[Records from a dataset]
- - -

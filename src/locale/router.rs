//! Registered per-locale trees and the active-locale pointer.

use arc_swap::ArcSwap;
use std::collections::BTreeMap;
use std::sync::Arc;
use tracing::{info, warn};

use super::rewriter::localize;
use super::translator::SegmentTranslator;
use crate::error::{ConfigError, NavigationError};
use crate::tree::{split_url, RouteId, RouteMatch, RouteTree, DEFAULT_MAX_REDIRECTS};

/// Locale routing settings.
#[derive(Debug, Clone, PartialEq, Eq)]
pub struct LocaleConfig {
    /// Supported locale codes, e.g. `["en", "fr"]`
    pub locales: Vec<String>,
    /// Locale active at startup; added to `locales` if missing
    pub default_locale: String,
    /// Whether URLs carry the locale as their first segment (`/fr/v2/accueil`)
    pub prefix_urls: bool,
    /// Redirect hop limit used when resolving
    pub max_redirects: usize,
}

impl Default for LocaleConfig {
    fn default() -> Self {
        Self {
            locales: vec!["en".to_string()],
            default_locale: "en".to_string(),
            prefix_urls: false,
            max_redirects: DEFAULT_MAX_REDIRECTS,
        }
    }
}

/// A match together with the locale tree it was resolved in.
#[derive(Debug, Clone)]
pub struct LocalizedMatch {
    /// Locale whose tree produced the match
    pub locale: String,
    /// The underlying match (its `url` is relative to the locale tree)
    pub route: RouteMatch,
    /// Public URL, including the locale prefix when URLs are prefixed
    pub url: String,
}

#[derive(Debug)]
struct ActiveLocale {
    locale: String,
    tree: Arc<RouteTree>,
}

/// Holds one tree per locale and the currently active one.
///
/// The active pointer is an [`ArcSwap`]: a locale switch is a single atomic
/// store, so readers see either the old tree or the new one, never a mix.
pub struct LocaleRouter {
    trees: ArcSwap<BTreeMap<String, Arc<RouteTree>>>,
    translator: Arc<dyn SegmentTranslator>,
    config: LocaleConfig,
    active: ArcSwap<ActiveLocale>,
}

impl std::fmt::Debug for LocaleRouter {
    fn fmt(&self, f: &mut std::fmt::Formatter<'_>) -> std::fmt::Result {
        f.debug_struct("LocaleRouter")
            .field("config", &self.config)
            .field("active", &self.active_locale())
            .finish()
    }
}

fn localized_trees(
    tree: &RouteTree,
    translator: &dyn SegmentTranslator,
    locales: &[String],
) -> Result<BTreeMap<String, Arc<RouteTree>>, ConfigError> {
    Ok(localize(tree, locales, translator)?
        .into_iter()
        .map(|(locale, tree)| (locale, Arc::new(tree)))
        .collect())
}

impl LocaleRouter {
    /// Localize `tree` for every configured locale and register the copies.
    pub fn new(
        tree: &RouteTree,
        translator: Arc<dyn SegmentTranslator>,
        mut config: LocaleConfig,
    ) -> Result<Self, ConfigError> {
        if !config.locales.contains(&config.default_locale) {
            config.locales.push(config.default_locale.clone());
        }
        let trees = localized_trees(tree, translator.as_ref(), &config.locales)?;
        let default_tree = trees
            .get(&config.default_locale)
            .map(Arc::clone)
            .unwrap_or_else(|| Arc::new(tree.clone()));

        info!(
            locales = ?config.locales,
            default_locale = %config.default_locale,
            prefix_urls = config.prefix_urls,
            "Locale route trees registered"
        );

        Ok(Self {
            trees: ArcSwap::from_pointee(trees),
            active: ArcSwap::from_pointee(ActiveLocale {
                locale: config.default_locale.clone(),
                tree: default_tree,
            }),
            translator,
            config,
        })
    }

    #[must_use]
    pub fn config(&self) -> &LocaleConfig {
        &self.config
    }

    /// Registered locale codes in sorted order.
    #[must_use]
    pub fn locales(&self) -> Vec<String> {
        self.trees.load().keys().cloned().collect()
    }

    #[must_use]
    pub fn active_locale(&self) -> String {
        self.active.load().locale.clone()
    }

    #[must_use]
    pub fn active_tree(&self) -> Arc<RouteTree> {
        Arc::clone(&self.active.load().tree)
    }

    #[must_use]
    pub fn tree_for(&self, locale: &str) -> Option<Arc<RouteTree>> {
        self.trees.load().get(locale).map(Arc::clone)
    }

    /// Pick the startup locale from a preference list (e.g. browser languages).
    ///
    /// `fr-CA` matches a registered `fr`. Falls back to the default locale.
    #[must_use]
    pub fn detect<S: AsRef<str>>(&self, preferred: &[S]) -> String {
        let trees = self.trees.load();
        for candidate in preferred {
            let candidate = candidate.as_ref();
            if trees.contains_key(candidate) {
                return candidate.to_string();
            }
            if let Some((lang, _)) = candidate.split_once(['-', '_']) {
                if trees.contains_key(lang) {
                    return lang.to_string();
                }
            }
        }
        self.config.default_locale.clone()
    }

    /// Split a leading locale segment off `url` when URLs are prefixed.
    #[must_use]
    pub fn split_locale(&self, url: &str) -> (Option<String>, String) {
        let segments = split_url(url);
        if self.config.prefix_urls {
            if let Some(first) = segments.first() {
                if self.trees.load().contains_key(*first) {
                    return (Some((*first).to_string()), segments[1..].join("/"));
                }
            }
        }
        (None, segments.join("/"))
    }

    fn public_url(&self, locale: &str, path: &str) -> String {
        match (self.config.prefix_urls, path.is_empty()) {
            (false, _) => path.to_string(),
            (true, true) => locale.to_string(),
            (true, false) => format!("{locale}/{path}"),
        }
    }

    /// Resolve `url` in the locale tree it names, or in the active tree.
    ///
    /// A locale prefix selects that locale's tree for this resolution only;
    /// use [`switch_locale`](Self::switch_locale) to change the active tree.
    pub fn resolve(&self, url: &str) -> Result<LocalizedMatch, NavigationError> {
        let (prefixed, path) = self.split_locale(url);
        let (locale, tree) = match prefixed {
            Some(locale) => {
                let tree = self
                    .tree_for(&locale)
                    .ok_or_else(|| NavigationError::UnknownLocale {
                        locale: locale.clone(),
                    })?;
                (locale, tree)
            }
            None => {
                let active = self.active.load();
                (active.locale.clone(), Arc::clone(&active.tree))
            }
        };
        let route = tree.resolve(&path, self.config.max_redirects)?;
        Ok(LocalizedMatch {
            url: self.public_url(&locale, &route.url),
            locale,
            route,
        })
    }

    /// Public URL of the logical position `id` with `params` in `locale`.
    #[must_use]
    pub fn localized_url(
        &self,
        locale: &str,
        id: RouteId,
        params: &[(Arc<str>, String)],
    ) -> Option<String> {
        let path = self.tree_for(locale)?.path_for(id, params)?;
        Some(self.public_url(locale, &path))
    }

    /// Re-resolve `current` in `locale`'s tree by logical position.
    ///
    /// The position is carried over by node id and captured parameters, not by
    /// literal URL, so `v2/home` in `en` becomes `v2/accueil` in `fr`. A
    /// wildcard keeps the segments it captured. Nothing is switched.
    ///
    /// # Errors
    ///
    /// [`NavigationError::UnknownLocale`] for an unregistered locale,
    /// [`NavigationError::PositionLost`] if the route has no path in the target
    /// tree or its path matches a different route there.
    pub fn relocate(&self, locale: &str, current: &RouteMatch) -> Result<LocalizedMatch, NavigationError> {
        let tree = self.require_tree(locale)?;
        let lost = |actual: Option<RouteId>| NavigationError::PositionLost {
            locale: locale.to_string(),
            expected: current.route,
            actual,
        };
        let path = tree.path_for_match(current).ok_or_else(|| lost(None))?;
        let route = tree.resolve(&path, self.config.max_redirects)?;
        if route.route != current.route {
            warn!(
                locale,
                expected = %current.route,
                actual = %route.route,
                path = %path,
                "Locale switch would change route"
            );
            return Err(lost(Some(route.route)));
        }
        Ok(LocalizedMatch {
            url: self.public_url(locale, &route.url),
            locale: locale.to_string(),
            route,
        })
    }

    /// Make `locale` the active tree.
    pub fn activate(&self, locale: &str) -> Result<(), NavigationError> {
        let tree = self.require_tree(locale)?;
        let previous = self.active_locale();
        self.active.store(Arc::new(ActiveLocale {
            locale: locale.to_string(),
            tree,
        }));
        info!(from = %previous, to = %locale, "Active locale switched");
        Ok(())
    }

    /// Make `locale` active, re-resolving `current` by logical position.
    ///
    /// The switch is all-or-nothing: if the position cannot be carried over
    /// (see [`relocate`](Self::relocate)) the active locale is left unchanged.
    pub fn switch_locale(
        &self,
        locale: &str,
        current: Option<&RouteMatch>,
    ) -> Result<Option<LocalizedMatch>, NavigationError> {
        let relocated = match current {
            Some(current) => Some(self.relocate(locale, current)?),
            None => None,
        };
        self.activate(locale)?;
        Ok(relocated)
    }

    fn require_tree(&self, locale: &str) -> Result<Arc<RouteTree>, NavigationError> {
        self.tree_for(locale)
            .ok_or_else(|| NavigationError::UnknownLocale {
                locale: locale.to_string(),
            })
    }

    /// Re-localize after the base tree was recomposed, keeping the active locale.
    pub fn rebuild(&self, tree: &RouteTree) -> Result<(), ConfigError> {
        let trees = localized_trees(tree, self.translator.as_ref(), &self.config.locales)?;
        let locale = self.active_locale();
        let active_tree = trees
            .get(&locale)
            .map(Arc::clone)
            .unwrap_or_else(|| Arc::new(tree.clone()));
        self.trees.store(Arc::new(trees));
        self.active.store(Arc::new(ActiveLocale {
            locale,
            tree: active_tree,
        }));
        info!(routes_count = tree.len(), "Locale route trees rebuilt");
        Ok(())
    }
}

- - -

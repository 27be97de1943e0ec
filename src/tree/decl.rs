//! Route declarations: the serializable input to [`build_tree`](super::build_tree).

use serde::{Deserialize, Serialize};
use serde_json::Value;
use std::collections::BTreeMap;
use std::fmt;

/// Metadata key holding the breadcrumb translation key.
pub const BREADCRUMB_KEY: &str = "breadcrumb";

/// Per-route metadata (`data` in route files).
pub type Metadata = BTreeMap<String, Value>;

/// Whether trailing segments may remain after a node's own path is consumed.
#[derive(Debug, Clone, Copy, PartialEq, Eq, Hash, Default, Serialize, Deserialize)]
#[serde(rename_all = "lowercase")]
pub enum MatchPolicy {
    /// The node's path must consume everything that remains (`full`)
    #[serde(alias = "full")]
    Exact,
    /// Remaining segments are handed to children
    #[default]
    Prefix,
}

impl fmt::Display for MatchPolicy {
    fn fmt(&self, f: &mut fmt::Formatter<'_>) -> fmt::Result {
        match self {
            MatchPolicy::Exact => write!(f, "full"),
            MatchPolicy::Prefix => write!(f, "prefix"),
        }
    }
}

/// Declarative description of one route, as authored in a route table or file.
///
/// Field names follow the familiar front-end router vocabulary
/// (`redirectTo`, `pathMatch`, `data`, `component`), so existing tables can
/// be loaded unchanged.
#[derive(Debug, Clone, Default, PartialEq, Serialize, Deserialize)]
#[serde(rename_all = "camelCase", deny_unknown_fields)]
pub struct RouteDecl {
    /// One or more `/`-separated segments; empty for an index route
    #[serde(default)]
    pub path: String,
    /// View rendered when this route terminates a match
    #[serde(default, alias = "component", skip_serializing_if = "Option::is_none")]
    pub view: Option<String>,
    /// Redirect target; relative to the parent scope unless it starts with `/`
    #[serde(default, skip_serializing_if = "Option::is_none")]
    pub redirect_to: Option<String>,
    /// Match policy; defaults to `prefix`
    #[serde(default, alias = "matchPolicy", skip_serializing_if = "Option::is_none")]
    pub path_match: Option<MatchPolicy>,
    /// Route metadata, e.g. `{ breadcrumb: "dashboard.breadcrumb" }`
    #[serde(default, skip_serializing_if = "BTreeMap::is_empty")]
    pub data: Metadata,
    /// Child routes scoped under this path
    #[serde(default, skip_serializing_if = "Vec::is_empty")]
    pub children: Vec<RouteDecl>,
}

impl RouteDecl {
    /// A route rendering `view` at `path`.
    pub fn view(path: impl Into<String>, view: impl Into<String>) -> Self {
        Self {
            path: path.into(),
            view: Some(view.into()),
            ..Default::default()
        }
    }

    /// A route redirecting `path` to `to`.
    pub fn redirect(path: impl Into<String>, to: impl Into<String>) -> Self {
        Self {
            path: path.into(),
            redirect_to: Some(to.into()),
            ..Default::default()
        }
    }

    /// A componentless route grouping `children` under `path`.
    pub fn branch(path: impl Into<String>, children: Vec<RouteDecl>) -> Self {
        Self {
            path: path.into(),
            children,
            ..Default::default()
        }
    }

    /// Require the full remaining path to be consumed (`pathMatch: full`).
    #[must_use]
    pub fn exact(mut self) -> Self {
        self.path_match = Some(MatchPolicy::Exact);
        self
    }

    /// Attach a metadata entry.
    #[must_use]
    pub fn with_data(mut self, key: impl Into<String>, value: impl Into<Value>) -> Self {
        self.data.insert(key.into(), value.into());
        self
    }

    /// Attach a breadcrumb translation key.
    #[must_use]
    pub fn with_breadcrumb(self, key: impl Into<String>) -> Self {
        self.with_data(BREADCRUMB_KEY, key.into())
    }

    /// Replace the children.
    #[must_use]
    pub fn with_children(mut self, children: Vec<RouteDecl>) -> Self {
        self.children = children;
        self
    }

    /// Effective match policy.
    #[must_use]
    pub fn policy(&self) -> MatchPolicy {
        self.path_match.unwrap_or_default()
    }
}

- - -

#### WHAT THE TASK REQUIRES
Make a list of all lines in the data that contain "captured".

#### ANSWER TO THIS EXERCISE
    /// The position is carried over by node id and captured parameters, not by
    /// wildcard keeps the segments it captured. Nothing is switched.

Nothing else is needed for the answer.